[Stored data entries]
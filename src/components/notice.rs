//! Notice Banner Component
//!
//! Success/error line shown above forms and lists.

use leptos::prelude::*;

#[derive(Debug, Clone, PartialEq, Eq)]
pub enum Notice {
    Success(String),
    Error(String),
}

impl Notice {
    pub fn success(text: impl Into<String>) -> Option<Self> {
        Some(Notice::Success(text.into()))
    }

    pub fn error(text: impl Into<String>) -> Option<Self> {
        Some(Notice::Error(text.into()))
    }

    fn class(&self) -> &'static str {
        match self {
            Notice::Success(_) => "message success",
            Notice::Error(_) => "message error",
        }
    }

    fn text(&self) -> &str {
        match self {
            Notice::Success(text) | Notice::Error(text) => text,
        }
    }
}

/// Renders nothing while the signal holds `None`
#[component]
pub fn NoticeBanner(#[prop(into)] notice: Signal<Option<Notice>>) -> impl IntoView {
    move || {
        notice.get().map(|n| {
            view! { <div class=n.class()>{n.text().to_string()}</div> }
        })
    }
}

/// Inline error under a form field
#[component]
pub fn FieldError(#[prop(into)] message: Signal<Option<String>>) -> impl IntoView {
    move || message.get().map(|m| view! { <span class="error-text">{m}</span> })
}
//! Appointments and accepted appointments

use reqwest::Method;

use super::{get_json, send_empty, send_json, ApiResult};
use crate::models::{AcceptedAppointment, Appointment, AppointmentUpdate, NewAppointment};

// ========================
// Appointment Requests
// ========================

pub async fn list_appointments() -> ApiResult<Vec<Appointment>> {
    get_json("appointments").await
}

pub async fn list_patient_appointments(patient_id: u32) -> ApiResult<Vec<Appointment>> {
    get_json(&format!("appointments/patient/{}", patient_id)).await
}

pub async fn book_appointment(appointment: &NewAppointment) -> ApiResult<()> {
    send_json(Method::POST, "appointments", appointment).await
}

/// Patient edit and staff reschedule share this endpoint
pub async fn update_appointment(appointment_id: u32, update: &AppointmentUpdate) -> ApiResult<()> {
    send_json(Method::PUT, &format!("appointments/{}", appointment_id), update).await
}

pub async fn delete_appointment(appointment_id: u32) -> ApiResult<()> {
    send_empty(Method::DELETE, &format!("appointments/{}", appointment_id)).await
}

// ========================
// Accepted Appointments
// ========================

pub async fn list_accepted() -> ApiResult<Vec<AcceptedAppointment>> {
    get_json("accepted-appointments").await
}

pub async fn list_patient_accepted(patient_id: u32) -> ApiResult<Vec<AcceptedAppointment>> {
    get_json(&format!("accepted-appointments/patient/{}", patient_id)).await
}

pub async fn list_attended() -> ApiResult<Vec<AcceptedAppointment>> {
    get_json("accepted-appointments/attended").await
}

pub async fn accept_appointment(appointment_id: u32) -> ApiResult<()> {
    send_empty(Method::POST, &format!("accepted-appointments/accept/{}", appointment_id)).await
}

pub async fn mark_attended(accepted_appointment_id: u32) -> ApiResult<()> {
    send_empty(
        Method::PUT,
        &format!("accepted-appointments/{}/attend", accepted_appointment_id),
    )
    .await
}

What you will do ▸ Where a line above contains the string "AppointmentUpdate", tally it, then give the number alone.

Written reply ▸ 2